Open xfwu opened 8 years ago
In here, CMVN for each spk?
yes, from what I've seen, current Eesen performs best with CMVN for each speaker
Best
Thanks, Do you test EESEN with Uni-LSTM layers ? With Uni, I get bad WER on the swbd.
sorry I don't have such result, did you compare it with Bi-LSTM, how different are they?
For Bi-LSTM, Comparing with CE(Kaldi_nnet1), CTC(EESEN) can get similar WER on the swbd. But for Uni-LSTM, absolute value of the difference between CTC and CE is 3.5%.
thank you very much Baylor
hi baylor0118
I wonder ( I am not an expert in ASR) do you see any one tried something like semi-unilstm?

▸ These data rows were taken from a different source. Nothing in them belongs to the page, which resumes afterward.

impl Console {
    /// Constructs a new [`Console`] from parsed command-line arguments.
    pub fn new(cli: &Cli) -> Result<Self> {
        let config = cli.search_config();
        let engine = match &cli.fen {
            Some(fen) => Engine::from_fen(fen, config)?,
            None => Engine::new(config),
        };

        let (sender, receiver) = channel();

        Ok(Self {
            engine,
            human: cli.human,
            sender,
            receiver,
        })
    }

    /// Fetches the game being played.
    #[inline(always)]
    pub const fn engine(&self) -> &Engine {
        &self.engine
    }

    /// Execute the main event loop of the game.
    ///
    /// This function spawns a thread to handle input from `stdin` and waits on received commands.
    pub fn run(&mut self) -> Result<()> {
        // Spawn a separate thread for handling user input
        let sender = self.sender.clone();
        thread::spawn(|| {
            if let Err(err) = input_handler(sender) {
                eprintln!("Input handler thread stopping after fatal error: {err}");
            }
        });

        println!("{}\n", self.engine.state());

        // If the human plays Black, the computer opens
        self.reply_if_computers_turn();

        while let Ok(cmd) = self.receiver.recv() {
            // Keep running, even on error
            match self.execute(cmd) {
                Ok(true) => {}
                Ok(false) => break,
                Err(e) => eprintln!("Error: {e}"),
            }
        }

        Ok(())
    }

    /// Executes a single command, returning `false` if the console should stop.
    pub fn execute(&mut self, cmd: EngineCommand) -> Result<bool> {
        match cmd {
            EngineCommand::Move { from, to } => self.human_move(&from, to.as_deref())?,

            EngineCommand::Go => self.computer_move()?,

            EngineCommand::Display => println!("{}", self.engine.state()),

            EngineCommand::Eval { pretty } => self.eval(pretty),

            EngineCommand::Moves { square, sort } => {
                // Get the legal moves
                let mut moves = if let Some(square) = square {
                    self.engine.legal_moves_from(square)
                } else {
                    self.engine.legal_moves()
                };

                if sort {
                    moves.sort_by_key(|mv| mv.to_string());
                }

                println!("{}", list_moves(moves));
            }

            EngineCommand::Fen => println!("{}", self.engine.state().to_fen()),

            EngineCommand::Position { fen } => {
                let state = State::from_fen(&fen.join(" "))?;
                self.engine.set_state(state);
                println!("{}", self.engine.state());
            }

            EngineCommand::Status => println!("{}", self.engine.status()),

            EngineCommand::History => {
                for (i, event) in self.engine.history().iter().enumerate() {
                    println!("{:>3}. {event}", i + 1);
                }
            }

            EngineCommand::Depth { depth } => {
                if let Some(depth) = depth {
                    self.engine.set_depth(depth);
                }
                println!("depth {}", self.engine.depth());
            }

            EngineCommand::Perft { depth } => {
                let nodes = perft(self.engine.state(), depth);
                println!("{nodes}");
            }

            EngineCommand::Splitperft { depth } => {
                let split = divide(self.engine.state(), depth);
                let total: u64 = split.iter().map(|&(_, nodes)| nodes).sum();
                for (mv, nodes) in split {
                    println!("{mv}\t{nodes}");
                }
                println!("\n{total}");
            }

            EngineCommand::New => {
                self.engine.new_game();
                println!("{}\n", self.engine.state());
                self.reply_if_computers_turn();
            }

            EngineCommand::Exit => return Ok(false),
        }

        Ok(true)
    }

    /// Plays the human's move and, if the game goes on, the computer's reply.
    fn human_move(&mut self, from: &str, to: Option<&str>) -> Result<()> {
        let event = match to {
            Some(to) => self.engine.apply_move(from, to)?,
            None => {
                let mv = Move::from_uci(from)?;
                self.engine.play(mv)?
            }
        };

        println!("{event}\n\n{}\n", self.engine.state());

        self.reply_if_computers_turn();
        Ok(())
    }

    /// Asks the engine for a move and plays it.
    fn computer_move(&mut self) -> Result<()> {
        let res = self.engine.think()?;
        let event = match res.bestmove {
            Some(mv) => self.engine.play(mv)?,
            None => bail!("Search at depth {} found no move", res.depth),
        };

        println!(
            "{event} [depth {} score {} nodes {}]\n\n{}\n",
            res.depth,
            res.score,
            res.nodes,
            self.engine.state()
        );
        Ok(())
    }

    /// Lets the computer move if the game is not over and it is not the human's turn.
    fn reply_if_computers_turn(&mut self) {
        if self.engine.current_turn() == self.human {
            return;
        }

        match self.computer_move() {
            Ok(()) => {}
            Err(e) => match e.downcast_ref::<GameError>() {
                // The game is over; that is an outcome, not a failure
                Some(GameError::NoLegalMoves { status, .. }) => println!("Game over: {status}"),
                _ => eprintln!("Error: {e}"),
            },
        }
    }

    /// Executes the `eval` command, printing an evaluation of the current position.
    fn eval(&self, pretty: bool) {
        let evaluator = Evaluator::new(self.engine.state());
        if pretty {
            println!("{evaluator}");
        } else {
            println!("{}", evaluator.eval());
        }
    }
}
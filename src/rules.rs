/*
 * This Source Code Form is subject to the terms of the Mozilla Public
 * License, v. 2.0. If a copy of the MPL was not distributed with this
 * file, You can obtain one at https://mozilla.org/MPL/2.0/.
 */

//! Move legality: check-safety on top of per-piece move geometry.
//!
//! Everything here is a pure read of a [`State`]. Moves are tried on copies,
//! so validating (even repeatedly, even from inside a search) never changes the game.

use std::fmt;

use crate::{
    candidate_moves, is_attacked, Board, Color, Move, MoveError, MoveList, Square, State,
};

/// Where a game stands, from the point of view of the side to move.
#[derive(Debug, Clone, Copy, PartialEq, Eq, Hash)]
pub enum GameStatus {
    /// The side to move has at least one legal move and is not in check.
    Ongoing,

    /// The side to move is in check, but can get out of it.
    Check,

    /// The side to move is in check and has no legal moves.
    Checkmate { winner: Color },

    /// The side to move is not in check and has no legal moves. The game is drawn.
    Stalemate,
}

impl GameStatus {
    /// Returns `true` if no more moves can be played.
    #[inline(always)]
    pub const fn is_over(&self) -> bool {
        matches!(self, Self::Checkmate { .. } | Self::Stalemate)
    }
}

impl fmt::Display for GameStatus {
    fn fmt(&self, f: &mut fmt::Formatter<'_>) -> fmt::Result {
        match self {
            Self::Ongoing => write!(f, "ongoing"),
            Self::Check => write!(f, "check"),
            Self::Checkmate { winner } => write!(f, "checkmate, {winner} wins"),
            Self::Stalemate => write!(f, "stalemate"),
        }
    }
}

/// Reads a coordinate such as `"e4"`, reporting anything off the board as [`MoveError::OutOfBounds`].
///
/// # Example
/// ```
/// # use gambit::{rules::parse_square, MoveError, Square};
/// assert_eq!(parse_square("e4"), Ok(Square::E4));
/// assert!(matches!(parse_square("i9"), Err(MoveError::OutOfBounds { .. })));
/// ```
pub fn parse_square(input: &str) -> Result<Square, MoveError> {
    input
        .trim()
        .parse::<Square>()
        .map_err(|_| MoveError::OutOfBounds {
            input: input.to_string(),
        })
}

/// Checks whether moving the piece on `from` to `to` is legal in `state`.
///
/// The checks run in a fixed order and stop at the first failure:
/// 1. `from` must hold a piece.
/// 2. That piece must belong to the side to move.
/// 3. `to` must be one of the piece's [`candidate_moves`].
/// 4. After the move, the mover's King must not be attacked.
///
/// # Example
/// ```
/// # use gambit::{rules::validate_move, MoveError, Square, State};
/// let state = State::standard();
/// assert!(validate_move(&state, Square::E2, Square::E4).is_ok());
/// assert!(matches!(
///     validate_move(&state, Square::E7, Square::E5),
///     Err(MoveError::NotYourTurn { .. })
/// ));
/// ```
pub fn validate_move(state: &State, from: Square, to: Square) -> Result<(), MoveError> {
    let board = state.board();

    let piece = board
        .piece_at(from)
        .ok_or(MoveError::EmptySource { square: from })?;

    if piece.color() != state.turn() {
        return Err(MoveError::NotYourTurn {
            square: from,
            piece,
            turn: state.turn(),
        });
    }

    if !candidate_moves(piece, board, from).contains(&to) {
        return Err(if from != to && board.color_at(to) == Some(piece.color()) {
            MoveError::FriendlyCollision { from, to, piece }
        } else {
            MoveError::IllegalGeometry { from, to, piece }
        });
    }

    if leaves_king_attacked(state, Move::new(from, to)) {
        return Err(MoveError::LeavesKingInCheck { from, to, piece });
    }

    Ok(())
}

/// Parses both coordinates and validates the move between them.
///
/// Coordinates that are not squares on the board are reported as [`MoveError::OutOfBounds`].
pub fn validate_coords(state: &State, from: &str, to: &str) -> Result<Move, MoveError> {
    let from = parse_square(from)?;
    let to = parse_square(to)?;
    validate_move(state, from, to)?;
    Ok(Move::new(from, to))
}

/// Convenience wrapper for [`validate_move`].
#[inline(always)]
pub fn is_valid_move(state: &State, from: Square, to: Square) -> bool {
    validate_move(state, from, to).is_ok()
}

/// Returns `true` if `color`'s King stands on a square attacked by the opponent.
///
/// A board without a King of that color is never in check.
pub fn in_check(board: &Board, color: Color) -> bool {
    board
        .king_square(color)
        .is_some_and(|king| is_attacked(board, king, color.opponent()))
}

/// Returns `true` if the side to move is in check.
#[inline(always)]
pub fn is_in_check(state: &State) -> bool {
    in_check(state.board(), state.turn())
}

/// Plays `mv` on a copy and reports whether the mover's King is attacked afterward.
#[inline(always)]
fn leaves_king_attacked(state: &State, mv: Move) -> bool {
    let mover = state.turn();
    in_check(state.with_move_made(mv).board(), mover)
}

/// Generates every legal move for the side to move.
///
/// Moves are in enumeration order: own pieces in board scan order (`a1, b1, ..., h8`),
/// then each piece's destinations in [`candidate_moves`] order.
pub fn legal_moves(state: &State) -> MoveList {
    let mut moves = MoveList::new();

    for (from, _) in state.board().pieces(state.turn()) {
        moves.extend(legal_moves_from(state, from));
    }

    moves
}

/// Generates the legal moves of the piece on `from`, if it belongs to the side to move.
pub fn legal_moves_from(state: &State, from: Square) -> MoveList {
    let board = state.board();
    let mut moves = MoveList::new();

    let Some(piece) = board.piece_at(from) else {
        return moves;
    };
    if piece.color() != state.turn() {
        return moves;
    }

    for to in candidate_moves(piece, board, from) {
        let mv = Move::new(from, to);
        if !leaves_king_attacked(state, mv) {
            moves.push(mv);
        }
    }

    moves
}

/// Returns `true` if the side to move has at least one legal move.
///
/// Stops at the first legal move found.
pub fn has_legal_moves(state: &State) -> bool {
    let board = state.board();
    board.pieces(state.turn()).any(|(from, piece)| {
        candidate_moves(piece, board, from)
            .into_iter()
            .any(|to| !leaves_king_attacked(state, Move::new(from, to)))
    })
}

/// Classifies `state` by exhaustively checking for legal moves.
///
/// # Example
/// ```
/// # use gambit::{rules::status, Color, GameStatus, State};
/// // Back-rank mate
/// let state = State::from_fen("4r2k/8/8/8/8/8/3P1P2/3RKR2 w").unwrap();
/// assert_eq!(status(&state), GameStatus::Checkmate { winner: Color::Black });
/// ```
pub fn status(state: &State) -> GameStatus {
    match (is_in_check(state), has_legal_moves(state)) {
        (false, true) => GameStatus::Ongoing,
        (true, true) => GameStatus::Check,
        (true, false) => GameStatus::Checkmate {
            winner: state.turn().opponent(),
        },
        (false, false) => GameStatus::Stalemate,
    }
}

/// Recursively make all legal moves available until the supplied depth is reached, returning the total number of positions reachable.
///
/// Uses bulk counting at depth 1.
pub fn perft(state: &State, depth: usize) -> u64 {
    // Bulk counting; no need to recurse again just to apply a singular move and return 1.
    if depth == 1 {
        return legal_moves(state).len() as u64;
    } else if depth == 0 {
        return 1;
    }

    legal_moves(state).into_iter().fold(0, |nodes, mv| {
        nodes + perft(&state.with_move_made(mv), depth - 1)
    })
}

/// Splits a [`perft`] by root move, returning each legal move alongside the nodes reachable after it.
pub fn divide(state: &State, depth: usize) -> Vec<(Move, u64)> {
    legal_moves(state)
        .into_iter()
        .map(|mv| (mv, perft(&state.with_move_made(mv), depth.saturating_sub(1))))
        .collect()
}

semi-unilstm in my mind is for each frame, we get all the lstm from left and some length (like half second) of lstm from right?
Best
@xfwu Yeah. It's OK. For Bi-LSTM, we use this way.
great!,Can I ask how does this Semi-uniLSTM perform?
Best
Here you can find an approach of how to compute cmvn in online applications:
http://kaldi-asr.org/doc/online_decoding.html
(Cepstral mean and variance normalization in online decoding section)
Hi Yajie
Thank you very much for your kindly replying..
I want to ask another question: Current Eessen performs best with CMVN and biLSTM, but in real scenario it would take too much time to wait for the whole utterance finish and CMVN might not accessible (like user change their location or even user changing). What is the best strategy in such situation?
All the best
Xiaofeng